Uma vez que Freud conheceu esse fato, concentrou sua hipótese nele. Freud interpretou que o verdadeiro objeto de atenção de Dora era a “Senhora K”. Ao mesmo tempo, também interpretou que a paciente estava “apaixonada” pelo “Senhor K.” Na história de Dora com o Sr. K, encontramos dois episódios cruciais para Freud.
Dora disse a Freud que, quando tinha 14 anos, em uma ocasião em que ambos estavam sozinhos, o Sr. K. a abraçou e a beijou na boca. Dora descreveu que sentiu nojo e repugnância. Assim, Freud concluiu que, com catorze anos, Dora estava histérica… “Diante de qualquer pessoa que, em uma ocasião favorável à excitação sexual, desenvolver predominantemente ou exclusivamente sensação de repugnância, não hesitarei em diagnosticar uma histeria , havendo ou não sintomas somáticos”.
Para o pai de Dora, ocorreu um segundo episódio na residência de verão dos senhores K. que teria provocado a depressão. Em um passeio perto do lago, o Sr. K teria feito uma proposta amorosa à Dora. O episódio foi contado por sua mãe, enquanto pediu ao marido que rompesse o relacionamento com os K.
O que Freud descobriu é que a pessoa histérica se identifica inconscientemente com o homem. Ela ignora o que é “ser mulher”. Outra mulher, que é o objeto do desejo de seu pai, e que neste caso não é a mãe, representa a possibilidade de responder à questão central da histeria: “O que é ser mulher?”

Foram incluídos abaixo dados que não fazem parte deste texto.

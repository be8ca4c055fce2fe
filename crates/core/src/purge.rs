//! The scan-and-delete loop.
//!
//! Reads a page of keys, deletes every key in the page in batches, reports
//! progress, and follows the continuation cursor until the store reports no
//! further pages. Any store error ends the purge on the spot: no scan or
//! delete is issued after the failing call.

use std::time::Duration;

use crate::batch::{batch_count, delete_batches};
use crate::keys::ItemKey;
use crate::store::{PageRequest, PurgeScope, Result, StoreError, TableStore};

/// Default number of BatchWriteItem rounds per batch, the first included.
pub const DEFAULT_MAX_UNPROCESSED_ROUNDS: u32 = 10;

/// Default wait before the first resubmission of unprocessed keys.
pub const DEFAULT_INITIAL_BACKOFF: Duration = Duration::from_millis(100);

/// Default upper bound on the wait between resubmissions.
pub const DEFAULT_MAX_BACKOFF: Duration = Duration::from_secs(5);

/// Options controlling a purge run.
#[derive(Debug, Clone, PartialEq, Eq)]
pub struct PurgeOptions {
    pub scope: PurgeScope,
    /// Count keys without deleting them.
    pub dry_run: bool,
    /// Page limit passed to every scan; provider default when unset.
    pub page_limit: Option<u32>,
    /// Rounds of BatchWriteItem per batch before unprocessed keys are an error.
    pub max_unprocessed_rounds: u32,
    /// Wait before the first resubmission; doubles every round.
    pub initial_backoff: Duration,
    /// Cap on the wait between resubmissions.
    pub max_backoff: Duration,
}

impl Default for PurgeOptions {
    fn default() -> Self {
        Self {
            scope: PurgeScope::Table,
            dry_run: false,
            page_limit: None,
            max_unprocessed_rounds: DEFAULT_MAX_UNPROCESSED_ROUNDS,
            initial_backoff: DEFAULT_INITIAL_BACKOFF,
            max_backoff: DEFAULT_MAX_BACKOFF,
        }
    }
}

/// Running state reported after each non-empty page.
#[derive(Debug, Clone, Copy, PartialEq, Eq)]
pub struct PurgeProgress {
    /// 1-based index of the page just processed.
    pub page: usize,
    /// Keys in the page just processed.
    pub page_keys: usize,
    /// Keys deleted so far (or counted, in a dry run).
    pub deleted: u64,
    pub dry_run: bool,
}

/// Outcome of a completed purge.
#[derive(Debug, Clone, Copy, Default, PartialEq, Eq)]
pub struct PurgeSummary {
    pub deleted: u64,
    /// Non-empty pages processed.
    pub pages: usize,
    /// Delete batches sent, resubmissions excluded.
    pub batches: usize,
    pub dry_run: bool,
}

/// Removes every row in `options.scope` from the store.
///
/// `on_page` is called once per non-empty page, after all of its keys have
/// been deleted.
pub async fn purge_table<S, F>(
    store: &S,
    options: &PurgeOptions,
    mut on_page: F,
) -> Result<PurgeSummary>
where
    S: TableStore + ?Sized,
    F: FnMut(&PurgeProgress),
{
    let mut summary = PurgeSummary {
        dry_run: options.dry_run,
        ..PurgeSummary::default()
    };
    let mut request = PageRequest {
        scope: options.scope.clone(),
        start_after: None,
        limit: options.page_limit,
    };

    loop {
        let page = store.fetch_keys(&request).await?;

        if page.keys.is_empty() {
            tracing::debug!(pages = summary.pages, "scan returned an empty page");
            break;
        }

        summary.pages += 1;
        tracing::debug!(
            page = summary.pages,
            keys = page.keys.len(),
            batches = batch_count(page.keys.len()),
            more = !page.is_last(),
            "scanned page"
        );

        if !options.dry_run {
            for batch in delete_batches(&page.keys) {
                delete_batch_fully(store, batch, options).await?;
                summary.batches += 1;
            }
        }

        summary.deleted += page.keys.len() as u64;

        on_page(&PurgeProgress {
            page: summary.pages,
            page_keys: page.keys.len(),
            deleted: summary.deleted,
            dry_run: options.dry_run,
        });

        match page.cursor {
            Some(cursor) => request.start_after = Some(cursor),
            None => break,
        }
    }

    tracing::info!(
        deleted = summary.deleted,
        pages = summary.pages,
        batches = summary.batches,
        dry_run = summary.dry_run,
        "purge finished"
    );

    Ok(summary)
}

/// Wait before resubmission number `round` (1-based): exponential from
/// `initial`, capped at `max`.
pub fn backoff_delay(round: u32, initial: Duration, max: Duration) -> Duration {
    let factor = 2u32.saturating_pow(round.saturating_sub(1));
    initial.saturating_mul(factor).min(max)
}

/// Sends one batch, resubmitting unprocessed keys with exponential backoff
/// until none remain.
async fn delete_batch_fully<S>(store: &S, batch: &[ItemKey], options: &PurgeOptions) -> Result<()>
where
    S: TableStore + ?Sized,
{
    let max_rounds = options.max_unprocessed_rounds.max(1);
    let mut pending = store.delete_batch(batch).await?;
    let mut rounds = 1;

    while !pending.is_empty() {
        if rounds >= max_rounds {
            return Err(StoreError::Unprocessed {
                remaining: pending.len(),
                rounds,
            });
        }

        let delay = backoff_delay(rounds, options.initial_backoff, options.max_backoff);
        tracing::warn!(
            unprocessed = pending.len(),
            round = rounds,
            delay_ms = delay.as_millis() as u64,
            "resubmitting unprocessed keys"
        );
        tokio::time::sleep(delay).await;
        pending = store.delete_batch(&pending).await?;
        rounds += 1;
    }

    Ok(())
}
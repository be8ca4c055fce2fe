//! Grouping keys into provider-sized delete batches.

use crate::keys::ItemKey;

/// Maximum number of write requests a single BatchWriteItem call accepts.
pub const MAX_BATCH_SIZE: usize = 25;

/// Splits a page of keys into batches of at most [`MAX_BATCH_SIZE`].
pub fn delete_batches(keys: &[ItemKey]) -> impl Iterator<Item = &[ItemKey]> {
    keys.chunks(MAX_BATCH_SIZE)
}

/// Number of batches needed to delete `key_count` keys.
pub fn batch_count(key_count: usize) -> usize {
    key_count.div_ceil(MAX_BATCH_SIZE)
}

#[cfg(test)]
mod tests {
    use super::*;
    use crate::keys::KeyValue;

    fn keys(n: usize) -> Vec<ItemKey> {
        (0..n)
            .map(|i| ItemKey::new(KeyValue::s("P"), KeyValue::n(i)))
            .collect()
    }

    #[test]
    fn test_empty_page_has_no_batches() {
        assert_eq!(delete_batches(&[]).count(), 0);
        assert_eq!(batch_count(0), 0);
    }

    #[test]
    fn test_batches_never_exceed_limit() {
        let page = keys(101);
        let sizes: Vec<usize> = delete_batches(&page).map(<[ItemKey]>::len).collect();

        assert_eq!(sizes, vec![25, 25, 25, 25, 1]);
        assert_eq!(batch_count(page.len()), sizes.len());
    }

    #[test]
    fn test_exact_multiple_of_batch_size() {
        let page = keys(50);
        assert_eq!(delete_batches(&page).count(), 2);
        assert_eq!(batch_count(50), 2);
    }

    #[test]
    fn test_batches_preserve_order() {
        let page = keys(30);
        let flattened: Vec<ItemKey> = delete_batches(&page).flatten().cloned().collect();
        assert_eq!(flattened, page);
    }
}
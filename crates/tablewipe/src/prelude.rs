pub use anstream::println as aprintln;

/// Tokyo Night color palette
pub mod colors {
    pub const RESET: &str = "\x1b[0m";

    pub const TKN_RED: &str = "\x1b[38;2;247;118;142m"; // #f7768e
    pub const TKN_GREEN: &str = "\x1b[38;2;158;206;106m"; // #9ece6a
    pub const TKN_YELLOW: &str = "\x1b[38;2;224;175;104m"; // #e0af68
    pub const TKN_BLUE: &str = "\x1b[38;2;122;162;247m"; // #7aa2f7
}

fn paint(color: &str, text: &str) -> String {
    format!("{}{}{}", color, text, colors::RESET)
}

/// Green text, for completion messages.
pub fn p_g(text: &str) -> String {
    paint(colors::TKN_GREEN, text)
}

/// Red text, for destructive actions.
pub fn p_r(text: &str) -> String {
    paint(colors::TKN_RED, text)
}

/// Yellow text, for dry runs.
pub fn p_y(text: &str) -> String {
    paint(colors::TKN_YELLOW, text)
}

/// Blue text, for labels.
pub fn p_b(text: &str) -> String {
    paint(colors::TKN_BLUE, text)
}

#[cfg(test)]
mod tests {
    use super::*;

    #[test]
    fn test_paint_wraps_text_in_color_and_reset() {
        assert_eq!(p_g("ok"), "\x1b[38;2;158;206;106mok\x1b[0m");
        assert!(p_r("x").ends_with(colors::RESET));
    }
}
use thiserror::Error;

/// Errors raised by a table store.
#[derive(Debug, Error, Clone, PartialEq, Eq)]
pub enum StoreError {
    #[error("Table '{table_name}' not found")]
    TableNotFound { table_name: String },
    #[error("Access denied: {0}")]
    AccessDenied(String),
    #[error("Request throttled: {0}")]
    Throttled(String),
    #[error("Provider error: {0}")]
    Provider(String),
    #[error("{remaining} keys still unprocessed after {rounds} batch write rounds")]
    Unprocessed { remaining: usize, rounds: u32 },
    #[error("Invalid key: {0}")]
    InvalidKey(String),
    #[error("Injected failure on {operation} call #{call}")]
    Injected { operation: &'static str, call: usize },
}

/// Result type for store operations.
pub type Result<T> = std::result::Result<T, StoreError>;
//! `TableStore` backed by DynamoDB.

use std::collections::HashMap;

use async_trait::async_trait;
use aws_sdk_dynamodb::types::AttributeValue;
use aws_sdk_dynamodb::Client;
use tablewipe_core::store::{PageRequest, Result, ScanPage};
use tablewipe_core::{ItemKey, KeySchema, KeyValue, PurgeScope, TableStore};

use super::conversions::{
    delete_requests, key_attribute_names, key_to_item, page_from_output,
    partition_key_condition, projection_expression, unprocessed_keys, value_to_attribute,
    PARTITION_KEY_VALUE,
};
use super::error::{map_batch_write_error, map_query_error, map_scan_error};

/// Reads keys with Scan (or Query, for a single partition) and deletes them
/// with BatchWriteItem.
pub struct DynamoDbStore {
    client: Client,
    table_name: String,
    schema: KeySchema,
}

impl DynamoDbStore {
    /// Creates a store for one table.
    pub fn new(client: Client, table_name: impl Into<String>, schema: KeySchema) -> Self {
        Self {
            client,
            table_name: table_name.into(),
            schema,
        }
    }

    async fn scan_page(&self, request: &PageRequest) -> Result<ScanPage> {
        let output = self
            .client
            .scan()
            .table_name(&self.table_name)
            .projection_expression(projection_expression(&self.schema))
            .set_expression_attribute_names(Some(key_attribute_names(&self.schema)))
            .set_exclusive_start_key(self.start_key(request)?)
            .set_limit(request.limit.map(limit_to_i32))
            .send()
            .await
            .map_err(|e| map_scan_error(e, &self.table_name))?;

        page_from_output(output.items(), output.last_evaluated_key(), &self.schema)
    }

    async fn query_page(&self, partition: &KeyValue, request: &PageRequest) -> Result<ScanPage> {
        let output = self
            .client
            .query()
            .table_name(&self.table_name)
            .key_condition_expression(partition_key_condition())
            .expression_attribute_values(PARTITION_KEY_VALUE, value_to_attribute(partition))
            .projection_expression(projection_expression(&self.schema))
            .set_expression_attribute_names(Some(key_attribute_names(&self.schema)))
            .set_exclusive_start_key(self.start_key(request)?)
            .set_limit(request.limit.map(limit_to_i32))
            .send()
            .await
            .map_err(|e| map_query_error(e, &self.table_name))?;

        page_from_output(output.items(), output.last_evaluated_key(), &self.schema)
    }

    fn start_key(&self, request: &PageRequest) -> Result<Option<HashMap<String, AttributeValue>>> {
        request
            .start_after
            .as_ref()
            .map(|key| key_to_item(key, &self.schema))
            .transpose()
    }
}

fn limit_to_i32(limit: u32) -> i32 {
    i32::try_from(limit).unwrap_or(i32::MAX)
}

#[async_trait]
impl TableStore for DynamoDbStore {
    async fn fetch_keys(&self, request: &PageRequest) -> Result<ScanPage> {
        match &request.scope {
            PurgeScope::Table => self.scan_page(request).await,
            PurgeScope::Partition(partition) => self.query_page(partition, request).await,
        }
    }

    async fn delete_batch(&self, keys: &[ItemKey]) -> Result<Vec<ItemKey>> {
        let write_requests = delete_requests(keys, &self.schema)?;

        let output = self
            .client
            .batch_write_item()
            .request_items(&self.table_name, write_requests)
            .send()
            .await
            .map_err(|e| map_batch_write_error(e, &self.table_name))?;

        unprocessed_keys(output.unprocessed_items(), &self.table_name, &self.schema)
    }
}
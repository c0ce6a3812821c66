use std::sync::Arc;

use crate::errors::CoreError;
use crate::models::market::{NewsArticle, NewsResponse};
use crate::net::fetcher::{Endpoint, RemoteFetcher};
use crate::net::transport::HttpRequest;

const BASE_URL: &str = "https://newsapi.org/v2";
const PROVIDER: &str = "NewsAPI";

#[derive(Debug, Clone, PartialEq)]
pub struct NewsQuery {
    /// Free-text search term
    pub query: String,
    /// ISO 639-1 code, e.g. "en"
    pub language: String,
    pub page_size: u32,
}

impl Default for NewsQuery {
    fn default() -> Self {
        Self {
            query: "cryptocurrency".to_string(),
            language: "en".to_string(),
            page_size: 20,
        }
    }
}

/// News headlines provider. Requires an API key sent as `X-Api-Key`.
pub struct NewsClient {
    fetcher: Arc<RemoteFetcher>,
    api_key: Option<String>,
    base_url: String,
}

impl NewsClient {
    pub fn new(fetcher: Arc<RemoteFetcher>, api_key: Option<String>) -> Self {
        Self {
            fetcher,
            api_key,
            base_url: BASE_URL.to_string(),
        }
    }

    pub fn with_base_url(mut self, base_url: impl Into<String>) -> Self {
        self.base_url = base_url.into();
        self
    }

    /// Latest articles matching the query, newest first.
    pub async fn top_headlines(&self, query: &NewsQuery) -> Result<Vec<NewsArticle>, CoreError> {
        let api_key = self
            .api_key
            .as_deref()
            .filter(|k| !k.is_empty())
            .ok_or_else(|| CoreError::MissingCredentials(PROVIDER.into()))?;

        let request = HttpRequest::get(format!("{}/everything", self.base_url))
            .query("q", &query.query)
            .query("language", &query.language)
            .query("pageSize", query.page_size.to_string())
            .query("sortBy", "publishedAt")
            .header("X-Api-Key", api_key);

        let cache_key = format!("news_{}_{}", query.language, query.query.to_lowercase());
        let resp: NewsResponse = self
            .fetcher
            .fetch_checked(&Endpoint::new(PROVIDER, request, cache_key), check_envelope)
            .await?;

        Ok(resp.articles)
    }
}

/// NewsAPI reports failures as `{"status":"error",...}`, sometimes with a 2xx.
fn check_envelope(resp: &NewsResponse) -> Result<(), CoreError> {
    if resp.status == "ok" {
        return Ok(());
    }
    Err(CoreError::Api {
        provider: PROVIDER.into(),
        message: resp
            .message
            .clone()
            .or_else(|| resp.code.clone())
            .unwrap_or_else(|| format!("status {}", resp.status)),
    })
}
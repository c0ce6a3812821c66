use serde::de::DeserializeOwned;
use serde::Serialize;
use std::sync::Arc;
use tracing::{debug, warn};

use crate::errors::CoreError;
use crate::storage::cache::CacheStore;

use super::connectivity::Connectivity;
use super::retry::RetryPolicy;
use super::transport::{HttpRequest, HttpTransport};

/// A cacheable remote resource: the request plus the fixed cache key it
/// is stored under.
#[derive(Debug, Clone, PartialEq)]
pub struct Endpoint {
    /// Provider name, used in errors and logs
    pub provider: String,
    pub request: HttpRequest,
    pub cache_key: String,
}

impl Endpoint {
    pub fn new(
        provider: impl Into<String>,
        request: HttpRequest,
        cache_key: impl Into<String>,
    ) -> Self {
        Self {
            provider: provider.into(),
            request,
            cache_key: cache_key.into(),
        }
    }
}

/// Fetches JSON resources with retry and a last-known-good cache fallback.
///
/// - Offline: serve from cache without touching the network, or fail with
///   [`CoreError::Offline`].
/// - Success: decode, overwrite the cache entry, return.
/// - Transient failure: retry with exponential backoff, then fall back to
///   the cache, else surface the last error.
/// - Non-2xx or undecodable body: [`CoreError::BadResponse`], no retry.
/// - Body rejected by the caller's check ([`RemoteFetcher::fetch_checked`]):
///   that error, no retry, and the cache keeps its last good entry.
pub struct RemoteFetcher {
    transport: Arc<dyn HttpTransport>,
    connectivity: Arc<dyn Connectivity>,
    cache: CacheStore,
    retry: RetryPolicy,
}

impl RemoteFetcher {
    pub fn new(
        transport: Arc<dyn HttpTransport>,
        connectivity: Arc<dyn Connectivity>,
        cache: CacheStore,
        retry: RetryPolicy,
    ) -> Self {
        Self {
            transport,
            connectivity,
            cache,
            retry,
        }
    }

    pub fn cache(&self) -> &CacheStore {
        &self.cache
    }

    pub fn transport(&self) -> Arc<dyn HttpTransport> {
        Arc::clone(&self.transport)
    }

    pub fn is_online(&self) -> bool {
        self.connectivity.is_online()
    }

    pub async fn fetch<T>(&self, endpoint: &Endpoint) -> Result<T, CoreError>
    where
        T: DeserializeOwned + Serialize,
    {
        self.fetch_checked(endpoint, |_: &T| Ok(())).await
    }

    /// Like [`fetch`](Self::fetch), but a decoded body must pass `check`
    /// before it is returned or cached. Use it for APIs that report errors
    /// inside a 2xx body.
    pub async fn fetch_checked<T, C>(&self, endpoint: &Endpoint, check: C) -> Result<T, CoreError>
    where
        T: DeserializeOwned + Serialize,
        C: Fn(&T) -> Result<(), CoreError> + Send + Sync,
    {
        if !self.connectivity.is_online() {
            debug!(key = %endpoint.cache_key, "offline, reading cache");
            return self.load_cached(endpoint).ok_or(CoreError::Offline);
        }

        match self.fetch_with_retry(endpoint, &check).await {
            Ok(value) => Ok(value),
            Err(err @ (CoreError::BadResponse { .. } | CoreError::Api { .. })) => Err(err),
            Err(err) => match self.load_cached(endpoint) {
                Some(value) => {
                    warn!(
                        provider = %endpoint.provider,
                        key = %endpoint.cache_key,
                        error = %err,
                        "request failed, serving cached copy"
                    );
                    Ok(value)
                }
                None => Err(err),
            },
        }
    }

    async fn fetch_with_retry<T, C>(&self, endpoint: &Endpoint, check: &C) -> Result<T, CoreError>
    where
        T: DeserializeOwned + Serialize,
        C: Fn(&T) -> Result<(), CoreError> + Send + Sync,
    {
        let mut attempt = 0;
        loop {
            match self.fetch_once(endpoint, check).await {
                Ok(value) => return Ok(value),
                Err(e) if e.is_transient() && attempt < self.retry.max_retries => {
                    let delay = self.retry.delay_for_attempt(attempt);
                    warn!(
                        provider = %endpoint.provider,
                        attempt = attempt + 1,
                        max = self.retry.max_retries + 1,
                        delay_ms = delay.as_millis() as u64,
                        error = %e,
                        "transient failure, retrying"
                    );
                    tokio::time::sleep(delay).await;
                    attempt += 1;
                }
                Err(e) => return Err(e),
            }
        }
    }

    async fn fetch_once<T, C>(&self, endpoint: &Endpoint, check: &C) -> Result<T, CoreError>
    where
        T: DeserializeOwned + Serialize,
        C: Fn(&T) -> Result<(), CoreError> + Send + Sync,
    {
        debug!(provider = %endpoint.provider, url = %endpoint.request.url, "sending request");
        let response = self.transport.send(&endpoint.request).await?;

        if !response.is_success() {
            return Err(CoreError::BadResponse {
                provider: endpoint.provider.clone(),
                message: format!("HTTP {}", response.status),
            });
        }

        let value: T = serde_json::from_str(&response.body).map_err(|e| CoreError::BadResponse {
            provider: endpoint.provider.clone(),
            message: format!("Failed to decode {}: {e}", endpoint.cache_key),
        })?;
        check(&value)?;

        if let Err(e) = self.cache.save(&endpoint.cache_key, &value) {
            warn!(key = %endpoint.cache_key, error = %e, "failed to write cache");
        }

        Ok(value)
    }

    fn load_cached<T: DeserializeOwned>(&self, endpoint: &Endpoint) -> Option<T> {
        match self.cache.load(&endpoint.cache_key) {
            Ok(value) => value,
            Err(e) => {
                warn!(key = %endpoint.cache_key, error = %e, "unreadable cache entry");
                None
            }
        }
    }
}
use serde::{Deserialize, Serialize};
use std::time::Duration;

/// Bounded exponential backoff for transient network failures.
///
/// The defaults give two retries after 0.5s and 1.0s.
#[derive(Debug, Clone, PartialEq, Serialize, Deserialize)]
#[serde(default)]
pub struct RetryPolicy {
    /// Maximum number of retry attempts (not counting the initial request).
    pub max_retries: u32,
    /// Delay before the first retry, in milliseconds.
    pub initial_delay_ms: u64,
    /// Multiplier applied to the delay after each retry.
    pub backoff_factor: f64,
}

impl Default for RetryPolicy {
    fn default() -> Self {
        Self {
            max_retries: 2,
            initial_delay_ms: 500,
            backoff_factor: 2.0,
        }
    }
}

impl RetryPolicy {
    /// Never retry.
    pub fn none() -> Self {
        Self {
            max_retries: 0,
            ..Self::default()
        }
    }

    /// Delay before retry number `attempt` (0-indexed).
    pub fn delay_for_attempt(&self, attempt: u32) -> Duration {
        let ms = self.initial_delay_ms as f64 * self.backoff_factor.powi(attempt as i32);
        Duration::from_millis(ms.max(0.0) as u64)
    }
}
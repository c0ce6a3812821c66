use chrono::{DateTime, Utc};
use serde::{Deserialize, Serialize};

/// One price level. Price and quantity stay decimal strings exactly as the
/// venue sent them, so rendering never shows float artifacts.
#[derive(Debug, Clone, PartialEq, Eq, Serialize, Deserialize)]
pub struct OrderBookEntry {
    pub price: String,
    pub qty: String,
}

impl OrderBookEntry {
    pub fn new(price: impl Into<String>, qty: impl Into<String>) -> Self {
        Self {
            price: price.into(),
            qty: qty.into(),
        }
    }

    /// Numeric price, used only for ordering and spread math.
    pub fn price_value(&self) -> Option<f64> {
        self.price.parse().ok()
    }
}

/// A complete top-of-book snapshot: bids descending, asks ascending.
///
/// Always replaced as a whole; there is no incremental diffing.
#[derive(Debug, Clone, Default, PartialEq, Eq, Serialize, Deserialize)]
pub struct OrderBook {
    pub bids: Vec<OrderBookEntry>,
    pub asks: Vec<OrderBookEntry>,
}

impl OrderBook {
    pub fn new(bids: Vec<OrderBookEntry>, asks: Vec<OrderBookEntry>) -> Self {
        Self { bids, asks }.normalized()
    }

    /// Sort both sides into canonical order (bids desc, asks asc).
    /// Levels with unparseable prices sink to the end.
    pub fn normalized(mut self) -> Self {
        self.bids.sort_by(|a, b| {
            let (pa, pb) = (a.price_value(), b.price_value());
            pb.partial_cmp(&pa).unwrap_or(std::cmp::Ordering::Equal)
        });
        self.asks.sort_by(|a, b| match (a.price_value(), b.price_value()) {
            (Some(pa), Some(pb)) => pa.partial_cmp(&pb).unwrap_or(std::cmp::Ordering::Equal),
            (Some(_), None) => std::cmp::Ordering::Less,
            (None, Some(_)) => std::cmp::Ordering::Greater,
            (None, None) => std::cmp::Ordering::Equal,
        });
        self
    }

    /// Keep at most `depth` levels per side.
    pub fn truncated(mut self, depth: usize) -> Self {
        self.bids.truncate(depth);
        self.asks.truncate(depth);
        self
    }

    pub fn best_bid(&self) -> Option<&OrderBookEntry> {
        self.bids.first()
    }

    pub fn best_ask(&self) -> Option<&OrderBookEntry> {
        self.asks.first()
    }

    /// Best ask minus best bid.
    pub fn spread(&self) -> Option<f64> {
        let bid = self.best_bid()?.price_value()?;
        let ask = self.best_ask()?.price_value()?;
        Some(ask - bid)
    }

    pub fn is_empty(&self) -> bool {
        self.bids.is_empty() && self.asks.is_empty()
    }
}

/// Lifecycle of the order book poller.
#[derive(Debug, Clone, PartialEq, Eq, Serialize, Deserialize)]
pub enum PollerStatus {
    Idle,
    Polling { symbol: String },
}

/// Everything a consumer of the poller sees, published as one value.
#[derive(Debug, Clone, PartialEq, Eq, Serialize, Deserialize)]
pub struct OrderBookState {
    pub status: PollerStatus,

    /// Last valid snapshot for the current symbol
    pub book: OrderBook,

    /// Venue that produced `book`, if it came from the network
    pub source: Option<String>,

    /// Message from the most recent failed tick, cleared on success
    pub error: Option<String>,

    pub updated_at: Option<DateTime<Utc>>,
}

impl Default for OrderBookState {
    fn default() -> Self {
        Self {
            status: PollerStatus::Idle,
            book: OrderBook::default(),
            source: None,
            error: None,
            updated_at: None,
        }
    }
}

Freud suspeita que a histérica não entenda qual é o fator que a define como mulher. Busca uma resposta para isso através de outra mulher. Por isso está sempre envolvida em triângulos amorosos. Obviamente, tudo isso acontece no inconsciente.
Os meandros da histeria
O caso Dora abriu vários debates sobre a histeria na psicanálise. O principal veículo usado por Freud para elucidar o drama inconsciente que sua paciente vivia foram os sonhos. Estes teriam revelado que, por trás dos sintomas de Dora, havia um conflito psicossexual.
Como já foi observado, por trás dos sintomas histéricos haveria um desejo sexual reprimido. De fato, indica-se que todas essas doenças ou sintomas somáticos são uma prática sexual dos histéricos. Além disso, Freud constatou que, à medida que os sintomas eram compreendidos, desapareciam. Isso, por sua vez, constituiria para Freud uma das bases da psicanálise e uma prova do acerto do seu método.
O caso Dora foi um “fracasso” para Freud, porque ela não terminou sua terapia psicanalítica. Isso, ao mesmo tempo, contribuiu para entender melhor o fenômeno da “transferência” em seu aspecto negativo. O paciente deposita em seu analista uma série de sentimentos e expectativas. Quando estas são positivas, a psicanálise, como resultado, é bem-sucedida; caso contrário, o processo será contaminado.